If NTC is true, and is in the PS6 SDK (which, us unlikely being that Cerny is going with Universal compression, albeit nothing stops them from also using the neural arrays for their own NTC equivalent)
EVERYONE will use it. Immediately. In fact, it would even be a requirement. A compression factor of 6 - 10x, is impossible to ignore. The PS6 will likely use the inference-on-load variant, which amounts to a 6x compression factor. Being able to store 18GB of textures using only 3GB of space... is too much to ignore, and this approach almost comes at no cost at all.
However, what sony seems to be going with is UC, not NTC. they could do both though.

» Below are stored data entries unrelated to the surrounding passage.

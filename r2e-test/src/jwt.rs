//! Signed test tokens for driving guard- and identity-gated routes without a
//! concrete production token backend.

use jsonwebtoken::{encode, EncodingKey, Header};
use serde::Serialize;
use std::collections::BTreeMap;

#[derive(Serialize)]
struct Claims {
    sub: String,
    #[serde(flatten)]
    extra: BTreeMap<String, serde_json::Value>,
}

/// Mints HS256 bearer tokens under a fixed test secret.
///
/// ```ignore
/// let jwt = TestJwt::new("test-secret");
/// let token = jwt.builder("alice").roles(&["admin"]).build();
/// app.get_authenticated("/admin", &token).await;
/// ```
pub struct TestJwt {
    secret: String,
}

impl TestJwt {
    pub fn new(secret: impl Into<String>) -> Self {
        Self { secret: secret.into() }
    }

    /// Shorthand for a token with only a `sub` claim.
    pub fn token(&self, sub: &str) -> String {
        self.builder(sub).build()
    }

    pub fn builder(&self, sub: &str) -> TokenBuilder {
        TokenBuilder {
            secret: self.secret.clone(),
            sub: sub.to_string(),
            extra: BTreeMap::new(),
        }
    }
}

/// Accumulates claims for a single test token before signing it.
pub struct TokenBuilder {
    secret: String,
    sub: String,
    extra: BTreeMap<String, serde_json::Value>,
}

impl TokenBuilder {
    pub fn roles(mut self, roles: &[&str]) -> Self {
        self.extra.insert("roles".to_string(), serde_json::json!(roles));
        self
    }

    pub fn email(mut self, email: impl Into<String>) -> Self {
        self.extra
            .insert("email".to_string(), serde_json::json!(email.into()));
        self
    }

    pub fn claim(mut self, key: impl Into<String>, value: impl Into<serde_json::Value>) -> Self {
        self.extra.insert(key.into(), value.into());
        self
    }

    pub fn build(self) -> String {
        let claims = Claims {
            sub: self.sub,
            extra: self.extra,
        };
        encode(
            &Header::default(),
            &claims,
            &EncodingKey::from_secret(self.secret.as_bytes()),
        )
        .expect("failed to encode test JWT")
    }
}

#[cfg(test)]
mod tests {
    use super::*;

    #[test]
    fn token_carries_sub_and_roles() {
        let jwt = TestJwt::new("shh");
        let token = jwt.builder("alice").roles(&["admin", "editor"]).build();
        assert_eq!(token.split('.').count(), 3);
    }

    #[test]
    fn shorthand_token_differs_per_subject() {
        let jwt = TestJwt::new("shh");
        assert_ne!(jwt.token("alice"), jwt.token("bob"));
    }
}
use r2e_cli::commands::generate;
use serial_test::serial;
use std::fs;
use std::path::{Path, PathBuf};
use tempfile::TempDir;

struct CwdGuard {
    original: PathBuf,
}

impl CwdGuard {
    fn new(path: &Path) -> Self {
        let original = std::env::current_dir().unwrap();
        std::env::set_current_dir(path).unwrap();
        CwdGuard { original }
    }
}

impl Drop for CwdGuard {
    fn drop(&mut self) {
        let _ = std::env::set_current_dir(&self.original);
    }
}

// ── Controller generation ────────────────────────────────────────────

#[test]
#[serial]
fn generate_controller_creates_file() {
    let tmp = TempDir::new().unwrap();
    let _cwd = CwdGuard::new(tmp.path());
    fs::create_dir_all("src/controllers").unwrap();

    generate::controller("UserController").unwrap();

    assert!(Path::new("src/controllers/user_controller.rs").exists());
}

#[test]
#[serial]
fn generate_controller_valid_content() {
    let tmp = TempDir::new().unwrap();
    let _cwd = CwdGuard::new(tmp.path());
    fs::create_dir_all("src/controllers").unwrap();

    generate::controller("UserController").unwrap();

    let content = fs::read_to_string("src/controllers/user_controller.rs").unwrap();
    assert!(content.contains("#[derive(Controller)]"));
    assert!(content.contains("pub struct UserController"));
    assert!(content.contains("#[routes]"));
    assert!(content.contains("impl UserController"));
}

#[test]
#[serial]
fn generate_controller_updates_mod_rs() {
    let tmp = TempDir::new().unwrap();
    let _cwd = CwdGuard::new(tmp.path());
    fs::create_dir_all("src/controllers").unwrap();
    fs::write("src/controllers/mod.rs", "pub mod hello;\n").unwrap();

    generate::controller("UserController").unwrap();

    let mod_content = fs::read_to_string("src/controllers/mod.rs").unwrap();
    assert!(mod_content.contains("pub mod user_controller;"));
    assert!(mod_content.contains("pub mod hello;"));
}

#[test]
#[serial]
fn generate_controller_no_mod_rs_no_error() {
    let tmp = TempDir::new().unwrap();
    let _cwd = CwdGuard::new(tmp.path());
    fs::create_dir_all("src/controllers").unwrap();
    // No mod.rs exists

    generate::controller("UserController").unwrap();

    assert!(Path::new("src/controllers/user_controller.rs").exists());
    // mod.rs should NOT be created when it didn't exist
    assert!(!Path::new("src/controllers/mod.rs").exists());
}

#[test]
#[serial]
fn generate_controller_already_exists_errors() {
    let tmp = TempDir::new().unwrap();
    let _cwd = CwdGuard::new(tmp.path());
    fs::create_dir_all("src/controllers").unwrap();
    fs::write("src/controllers/user_controller.rs", "existing").unwrap();

    let result = generate::controller("UserController");
    assert!(result.is_err());
    assert!(result.unwrap_err().to_string().contains("already exists"));
}

// ── Service generation ───────────────────────────────────────────────

#[test]
#[serial]
fn generate_service_creates_file() {
    let tmp = TempDir::new().unwrap();
    let _cwd = CwdGuard::new(tmp.path());
    fs::create_dir_all("src").unwrap();

    generate::service("UserService").unwrap();

    assert!(Path::new("src/user_service.rs").exists());
}

#[test]
#[serial]
fn generate_service_valid_content() {
    let tmp = TempDir::new().unwrap();
    let _cwd = CwdGuard::new(tmp.path());
    fs::create_dir_all("src").unwrap();

    generate::service("UserService").unwrap();

    let content = fs::read_to_string("src/user_service.rs").unwrap();
    assert!(content.contains("#[derive(Clone)]"));
    assert!(content.contains("pub struct UserService"));
    assert!(content.contains("pub fn new()"));
}

#[test]
#[serial]
fn generate_service_already_exists_errors() {
    let tmp = TempDir::new().unwrap();
    let _cwd = CwdGuard::new(tmp.path());
    fs::create_dir_all("src").unwrap();
    fs::write("src/user_service.rs", "existing").unwrap();

    let result = generate::service("UserService");
    assert!(result.is_err());
    assert!(result.unwrap_err().to_string().contains("already exists"));
}

// ── CRUD generation ──────────────────────────────────────────────────

#[test]
#[serial]
fn generate_crud_creates_model_controller_and_service() {
    let tmp = TempDir::new().unwrap();
    let _cwd = CwdGuard::new(tmp.path());

    generate::crud("User", &["name:String".into(), "email:String".into()]).unwrap();

    assert!(Path::new("src/models/user.rs").exists());
    assert!(Path::new("src/controllers/user_controller.rs").exists());
    assert!(Path::new("src/user_service.rs").exists());
}

#[test]
#[serial]
fn generate_crud_model_has_fields() {
    let tmp = TempDir::new().unwrap();
    let _cwd = CwdGuard::new(tmp.path());

    generate::crud("User", &["name:String".into(), "age:i64".into()]).unwrap();

    let model = fs::read_to_string("src/models/user.rs").unwrap();
    assert!(model.contains("pub struct User"));
    assert!(model.contains("pub name: String"));
    assert!(model.contains("pub age: i64"));
}

#[test]
#[serial]
fn generate_crud_defaults_to_id_field_without_explicit_fields() {
    let tmp = TempDir::new().unwrap();
    let _cwd = CwdGuard::new(tmp.path());

    generate::crud("User", &[]).unwrap();

    let model = fs::read_to_string("src/models/user.rs").unwrap();
    assert!(model.contains("pub id: i64"));
}

#[test]
#[serial]
fn generate_crud_controller_named_after_entity() {
    let tmp = TempDir::new().unwrap();
    let _cwd = CwdGuard::new(tmp.path());

    generate::crud("User", &["name:String".into()]).unwrap();

    let controller = fs::read_to_string("src/controllers/user_controller.rs").unwrap();
    assert!(controller.contains("pub struct UserController"));
}

// ── Middleware generation ────────────────────────────────────────────

#[test]
#[serial]
fn generate_middleware_creates_file() {
    let tmp = TempDir::new().unwrap();
    let _cwd = CwdGuard::new(tmp.path());

    generate::middleware("AuditLog").unwrap();

    assert!(Path::new("src/middleware/audit_log.rs").exists());
}

#[test]
#[serial]
fn generate_middleware_has_interceptor() {
    let tmp = TempDir::new().unwrap();
    let _cwd = CwdGuard::new(tmp.path());

    generate::middleware("AuditLog").unwrap();

    let content = fs::read_to_string("src/middleware/audit_log.rs").unwrap();
    assert!(content.contains("pub struct AuditLog"));
    assert!(content.contains("Interceptor<R, S>"));
    assert!(content.contains("fn around"));
}

#[test]
#[serial]
fn generate_middleware_already_exists_errors() {
    let tmp = TempDir::new().unwrap();
    let _cwd = CwdGuard::new(tmp.path());
    fs::create_dir_all("src/middleware").unwrap();
    fs::write("src/middleware/audit_log.rs", "existing").unwrap();

    let result = generate::middleware("AuditLog");
    assert!(result.is_err());
    assert!(result.unwrap_err().to_string().contains("already exists"));
}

The benefits are certainly there, but even something less disruptive like Kraken took a while for everyone to implement on PS5 even though the benefits were massive right out the box for not much work. In this case, you literally have to redesign how textures work. You need to train individual MLPs for every single texture, identify the most optimal latent texture and not ship the original texture at all. That's a significant workflow change that most devs and artists wouldn't even know how to do without proper training and trial and error.
And NTC cannot be used as-is with traditional anisotropic filtering. So they either need to use stochastic filtering, which is even more bleeding edge with tons of drawbacks yet to be overcome in research, fall back to NTBC or do something creative like a pre-filtered inference (like Ubisoft did recently).
And if they instead use NTBC, then the benefits of lower VRAM usage are gone.
To truly reap the benefits of NTC, you need to implement something like this Ubisoft approach:
https://www.ubisoft.com/en-us/news/...exture-compression-in-assassin-s-creed-mirage
They released a paper on this approach a little while ago. A really good read and likely where all NTC implementations will go:
https://arxiv.org/pdf/2311.16121
But to do this across the board and actually ensure good performance and production readiness, you have to have Neural Arrays and Cooperative Vectors, both of which won't be available till devkits go out next year. Performance would suck without them. Until then, they would just be experimental in nature. It's certainly the future, but launch window is unrealistic imo. I can see a couple of Sony studios (like Insomniac) and a couple of 3rd parties jumping onboard right away, but the majority will likely take years.
On the topic of UC, I have no idea as there is no material out there. My understanding is it will be in the path of the CUs and VRAM. Not SSD and GPU (i.e. the I/O complex). My guess would be they would likely work hand in hand.